Intolerância: por que o ritual de raspar cabeça no candomblé vira caso de polícia e a circuncisão religiosa não?

Atualizado em 9 de agosto de 2020 às 12:18
Candomblé

Uma mãe de Araçatuba, no interior de São Paulo, perdeu a guarda da filha de 12 anos.

Tudo porque a garota passou por um ritual de iniciação no candomblé em que sua cabeça foi raspada.

A ação foi movida pelo Conselho Tutelar da cidade, que recebeu denúncias de maus-tratos e abuso sexual. Uma delas foi da avó evangélica da menina.

A adolescente tentou explicar que não houve qualquer abuso. Sua mãe frisou que, durante a cerimônia, ela não poderia deixar o local.

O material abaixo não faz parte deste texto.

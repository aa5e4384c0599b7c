//! holtek-translator daemon
//!
//! Grabs the Holtek remote's keyboard and mouse interfaces and re-emits its
//! modifier chords as single media keys on a virtual keyboard.

mod device;
mod error;
mod event;
mod event_loop;
mod injector;
mod remapper;

use anyhow::{Context, Result};
use clap::Parser;
use holtek_translator_keymap::{holtek_keymap, Keymap, HOLTEK_PATHS, VIRTUAL_DEVICE_NAME};
use tokio::signal::unix::{signal, SignalKind};
use tracing_subscriber::EnvFilter;

use crate::device::DeviceRole;
use crate::event_loop::Translators;
use crate::injector::VirtualDevice;

#[derive(Parser, Debug)]
#[command(name = "holtek-translator")]
#[command(about = "Translate Holtek remote key chords into media keys")]
#[command(version)]
struct Args {}

#[tokio::main]
async fn main() -> Result<()> {
    // Initialize tracing
    tracing_subscriber::fmt()
        .with_env_filter(
            EnvFilter::try_from_default_env().unwrap_or_else(|_| EnvFilter::new("info")),
        )
        .init();

    let Args {} = Args::parse();

    tracing::info!("holtek-translator {} starting", env!("CARGO_PKG_VERSION"));

    let keymap = holtek_keymap();
    check_keymap(&keymap)?;
    for rule in keymap.chords {
        tracing::debug!("Chord {}", rule);
    }

    // Both devices must be held before anything is emitted.
    let keyboard = device::open_grabbed(DeviceRole::Keyboard, HOLTEK_PATHS.keyboard())?;
    let mouse = device::open_grabbed(DeviceRole::Mouse, HOLTEK_PATHS.mouse())?;

    let keyboard = keyboard
        .into_event_stream()
        .context("Failed to watch the keyboard device")?;
    let mouse = mouse
        .into_event_stream()
        .context("Failed to watch the mouse device")?;

    let mut output = VirtualDevice::new_keyboard(VIRTUAL_DEVICE_NAME, keymap.output_keys())?;
    let mut translators = Translators::new(keymap);

    tokio::select! {
        result = event_loop::run(keyboard, mouse, &mut translators, &mut output) => {
            result.context("Translation stopped")?;
        }
        signal = shutdown_signal() => {
            let signal = signal.context("Failed to listen for shutdown signals")?;
            tracing::info!("Received {}, shutting down", signal);
        }
    }

    tracing::info!("Input devices released");

    Ok(())
}

/// Validate the keymap, keeping the diagnostic code and help in the error.
fn check_keymap(keymap: &Keymap) -> Result<()> {
    keymap.validate().map_err(|err| {
        let report = miette::Report::new(err);
        anyhow::anyhow!("Built-in keymap is inconsistent\n{:?}", report)
    })
}

/// Wait for SIGINT or SIGTERM.
async fn shutdown_signal() -> std::io::Result<&'static str> {
    let mut terminate = signal(SignalKind::terminate())?;

    tokio::select! {
        result = tokio::signal::ctrl_c() => {
            result?;
            Ok("SIGINT")
        }
        _ = terminate.recv() => Ok("SIGTERM"),
    }
}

Mesmo assim, foram levadas à delegacia e liberadas depois de a jovem passar por exame de corpo de delito no IML, que não registrou nenhum tipo de hematoma ou lesão.

Ela estava se tornando filha de Iemanjá.

Parentes estão perseguindo as duas. Lavraram boletim de ocorrência, provocaram conselheiros tutelares e policiais — tanto fizeram que a avó ganhou a guarda.

É preconceito religioso escancarado, movido por gente fanática e com a anuência das autoridades.

Como se trata de uma religião afro e identificada com negros e pobres, não há escândalo.

O ponto é: ou se respeitam todos os rituais, ou não se respeita nenhum. O candomblé não é clandestino.

No ano passado, um debate tomou conta do Reino Unido em torno da legalidade da circuncisão masculina por motivos religiosos e culturais.

É uma cirurgia dolorosa e geralmente permanente em uma criança que não consente com aquilo. 

No caso dos judeus, tem de ser no oitavo dia.

É clinicamente desnecessário e arriscado. Desastres são comuns. Dois bebês morreram na Itália depois que seus órgãos genitais foram amputados.

Em São Paulo, operações para corrigir barbeiragens de intervenções realizadas em casa em condições precárias são comuns — mas o assunto é abafado.

Nunca se ouviu falar de pais que perdem seus filhos por causa disso.

Não viram caso de polícia porque são rituais de brancos.